(Data to process)
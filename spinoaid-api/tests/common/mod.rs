/// Common test utilities for integration tests
///
/// This module provides shared infrastructure for integration tests:
/// - An in-memory store with indexes in place
/// - A registered test user and bearer token
/// - Request helpers that decode JSON responses

use axum::body::Body;
use axum::http::{Request, StatusCode};
use serde_json::Value;
use spinoaid_api::app::{build_router, AppState};
use spinoaid_api::config::Config;
use spinoaid_shared::auth::jwt::TokenIssuer;
use spinoaid_shared::auth::password::hash_password;
use spinoaid_shared::models::{
    self,
    user::{CreateUser, User},
};
use spinoaid_shared::store::{DocumentStore, MemoryStore};
use std::sync::Arc;
use tower::Service as _;

pub const TEST_SECRET: &str = "integration-test-secret-at-least-32-bytes";
pub const TEST_PASSWORD: &str = "correct horse battery staple";

/// Test context containing all necessary resources
pub struct TestContext {
    pub store: Arc<MemoryStore>,
    pub app: axum::Router,
    pub config: Config,
    pub user: User,
    pub jwt_token: String,
}

impl TestContext {
    /// Creates a context with default settings
    pub async fn new() -> anyhow::Result<Self> {
        Self::with_vars(&[]).await
    }

    /// Creates a context with extra configuration variables
    pub async fn with_vars(vars: &[(&str, &str)]) -> anyhow::Result<Self> {
        let config = Config::from_vars(|key| {
            if key == "JWT_SECRET" {
                return Some(TEST_SECRET.to_string());
            }
            vars.iter()
                .find(|(k, _)| *k == key)
                .map(|(_, v)| v.to_string())
        })?;

        let store = Arc::new(MemoryStore::new());
        models::ensure_indexes(&*store).await?;

        let user = User::create(
            &*store,
            CreateUser {
                name: "Test User".to_string(),
                email: "test-user@example.com".to_string(),
                password_hash: hash_password(TEST_PASSWORD)?,
            },
        )
        .await?;

        let jwt_token = TokenIssuer::new(TEST_SECRET).issue(user.id)?;

        let shared: Arc<dyn DocumentStore> = store.clone();
        let state = AppState::new(shared, config.clone());
        let app = build_router(state);

        Ok(TestContext {
            store,
            app,
            config,
            user,
            jwt_token,
        })
    }

    /// Returns authorization header value
    pub fn auth_header(&self) -> String {
        format!("Bearer {}", self.jwt_token)
    }

    /// Issues a token for another subject
    pub fn token_for(&self, user_id: uuid::Uuid) -> String {
        TokenIssuer::new(TEST_SECRET)
            .issue(user_id)
            .expect("token issue")
    }

    /// Sends a request and decodes the JSON body (Null when empty or not JSON)
    pub async fn send(&self, request: Request<Body>) -> (StatusCode, Value) {
        let response = self.app.clone().call(request).await.unwrap();
        let status = response.status();
        let body = axum::body::to_bytes(response.into_body(), usize::MAX)
            .await
            .unwrap();
        let json = serde_json::from_slice(&body).unwrap_or(Value::Null);
        (status, json)
    }

    /// Sends a JSON request with the test user's token
    pub async fn send_json(&self, method: &str, uri: &str, body: Value) -> (StatusCode, Value) {
        let token = self.auth_header();
        self.send(json_request(method, uri, Some(&token), body)).await
    }

    /// Sends a bodiless request with the test user's token
    pub async fn send_empty(&self, method: &str, uri: &str) -> (StatusCode, Value) {
        let request = Request::builder()
            .method(method)
            .uri(uri)
            .header("authorization", self.auth_header())
            .body(Body::empty())
            .unwrap();
        self.send(request).await
    }
}

/// Builds a JSON request, optionally with an Authorization header
pub fn json_request(method: &str, uri: &str, auth: Option<&str>, body: Value) -> Request<Body> {
    let mut builder = Request::builder()
        .method(method)
        .uri(uri)
        .header("content-type", "application/json");

    if let Some(auth) = auth {
        builder = builder.header("authorization", auth);
    }

    builder.body(Body::from(body.to_string())).unwrap()
}

/// Builds a single-file multipart upload
pub fn multipart_request(uri: &str, filename: &str, content_type: &str, data: &[u8]) -> Request<Body> {
    let boundary = "spinoaid-test-boundary";
    let mut body = Vec::new();
    body.extend_from_slice(format!("--{}\r\n", boundary).as_bytes());
    body.extend_from_slice(
        format!(
            "Content-Disposition: form-data; name=\"file\"; filename=\"{}\"\r\n",
            filename
        )
        .as_bytes(),
    );
    body.extend_from_slice(format!("Content-Type: {}\r\n\r\n", content_type).as_bytes());
    body.extend_from_slice(data);
    body.extend_from_slice(format!("\r\n--{}--\r\n", boundary).as_bytes());

    Request::builder()
        .method("POST")
        .uri(uri)
        .header(
            "content-type",
            format!("multipart/form-data; boundary={}", boundary),
        )
        .body(Body::from(body))
        .unwrap()
}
(End Data to process)
- _Task item_: Make an exact transcription of the entries.

- _Your solution_:
filename spinoaid-api/tests/common/mod.rs
/// Common test utilities for integration tests
///
/// This module provides shared infrastructure for integration tests:
/// - An in-memory store with indexes in place
/// - A registered test user and bearer token
/// - Request helpers that decode JSON responses

use axum::body::Body;
use axum::http::{Request, StatusCode};
use serde_json::Value;
use spinoaid_api::app::{build_router, AppState};
use spinoaid_api::config::Config;
use spinoaid_shared::auth::jwt::TokenIssuer;
use spinoaid_shared::auth::password::hash_password;
use spinoaid_shared::models::{
    self,
    user::{CreateUser, User},
};
use spinoaid_shared::store::{DocumentStore, MemoryStore};
use std::sync::Arc;
use tower::Service as _;

pub const TEST_SECRET: &str = "integration-test-secret-at-least-32-bytes";
pub const TEST_PASSWORD: &str = "correct horse battery staple";

/// Test context containing all necessary resources
pub struct TestContext {
    pub store: Arc<MemoryStore>,
    pub app: axum::Router,
    pub config: Config,
    pub user: User,
    pub jwt_token: String,
}

impl TestContext {
    /// Creates a context with default settings
    pub async fn new() -> anyhow::Result<Self> {
        Self::with_vars(&[]).await
    }

    /// Creates a context with extra configuration variables
    pub async fn with_vars(vars: &[(&str, &str)]) -> anyhow::Result<Self> {
        let config = Config::from_vars(|key| {
            if key == "JWT_SECRET" {
                return Some(TEST_SECRET.to_string());
            }
            vars.iter()
                .find(|(k, _)| *k == key)
                .map(|(_, v)| v.to_string())
        })?;

        let store = Arc::new(MemoryStore::new());
        models::ensure_indexes(&*store).await?;

        let user = User::create(
            &*store,
            CreateUser {
                name: "Test User".to_string(),
                email: "test-user@example.com".to_string(),
                password_hash: hash_password(TEST_PASSWORD)?,
            },
        )
        .await?;

        let jwt_token = TokenIssuer::new(TEST_SECRET).issue(user.id)?;

        let shared: Arc<dyn DocumentStore> = store.clone();
        let state = AppState::new(shared, config.clone());
        let app = build_router(state);

        Ok(TestContext {
            store,
            app,
            config,
            user,
            jwt_token,
        })
    }

    /// Returns authorization header value
    pub fn auth_header(&self) -> String {
        format!("Bearer {}", self.jwt_token)
    }

    /// Issues a token for another subject
    pub fn token_for(&self, user_id: uuid::Uuid) -> String {
        TokenIssuer::new(TEST_SECRET)
            .issue(user_id)
            .expect("token issue")
    }

    /// Sends a request and decodes the JSON body (Null when empty or not JSON)
    pub async fn send(&self, request: Request<Body>) -> (StatusCode, Value) {
        let response = self.app.clone().call(request).await.unwrap();
        let status = response.status();
        let body = axum::body::to_bytes(response.into_body(), usize::MAX)
            .await
            .unwrap();
        let json = serde_json::from_slice(&body).unwrap_or(Value::Null);
        (status, json)
    }

    /// Sends a JSON request with the test user's token
    pub async fn send_json(&self, method: &str, uri: &str, body: Value) -> (StatusCode, Value) {
        let token = self.auth_header();
        self.send(json_request(method, uri, Some(&token), body)).await
    }

    /// Sends a bodiless request with the test user's token
    pub async fn send_empty(&self, method: &str, uri: &str) -> (StatusCode, Value) {
        let request = Request::builder()
            .method(method)
            .uri(uri)
            .header("authorization", self.auth_header())
            .body(Body::empty())
            .unwrap();
        self.send(request).await
    }
}

/// Builds a JSON request, optionally with an Authorization header
pub fn json_request(method: &str, uri: &str, auth: Option<&str>, body: Value) -> Request<Body> {
    let mut builder = Request::builder()
        .method(method)
        .uri(uri)
        .header("content-type", "application/json");

    if let Some(auth) = auth {
        builder = builder.header("authorization", auth);
    }

    builder.body(Body::from(body.to_string())).unwrap()
}

/// Builds a single-file multipart upload
pub fn multipart_request(uri: &str, filename: &str, content_type: &str, data: &[u8]) -> Request<Body> {
    let boundary = "spinoaid-test-boundary";
    let mut body = Vec::new();
    body.extend_from_slice(format!("--{}\r\n", boundary).as_bytes());
    body.extend_from_slice(
        format!(
            "Content-Disposition: form-data; name=\"file\"; filename=\"{}\"\r\n",
            filename
        )
        .as_bytes(),
    );
    body.extend_from_slice(format!("Content-Type: {}\r\n\r\n", content_type).as_bytes());
    body.extend_from_slice(data);
    body.extend_from_slice(format!("\r\n--{}--\r\n", boundary).as_bytes());

    Request::builder()
        .method("POST")
        .uri(uri)
        .header(
            "content-type",
            format!("multipart/form-data; boundary={}", boundary),
        )
        .body(Body::from(body))
        .unwrap()
}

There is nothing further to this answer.